Saved data entries:
::::

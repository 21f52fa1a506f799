pub mod constants;
pub mod double_buffer;
pub mod driver;
pub mod pointer;
pub mod shader;
pub mod state;

pub use constants::*;
pub use double_buffer::*;
pub use driver::*;
pub use pointer::*;
pub use shader::*;
pub use state::*;

// Shaders bundled as string constants
pub static FULLSCREEN_WGSL: &str = include_str!("../../shaders/fullscreen.wgsl");
pub static SPEED_WGSL: &str = include_str!("../../shaders/speed.wgsl");
pub static OUTPUT_WGSL: &str = include_str!("../../shaders/output.wgsl");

::::

Repeat the records. Match them exactly.

repository 21f52fa1a506f799
pub mod constants;
pub mod double_buffer;
pub mod driver;
pub mod pointer;
pub mod shader;
pub mod state;

pub use constants::*;
pub use double_buffer::*;
pub use driver::*;
pub use pointer::*;
pub use shader::*;
pub use state::*;

// Shaders bundled as string constants
pub static FULLSCREEN_WGSL: &str = include_str!("../../shaders/fullscreen.wgsl");
pub static SPEED_WGSL: &str = include_str!("../../shaders/speed.wgsl");
pub static OUTPUT_WGSL: &str = include_str!("../../shaders/output.wgsl");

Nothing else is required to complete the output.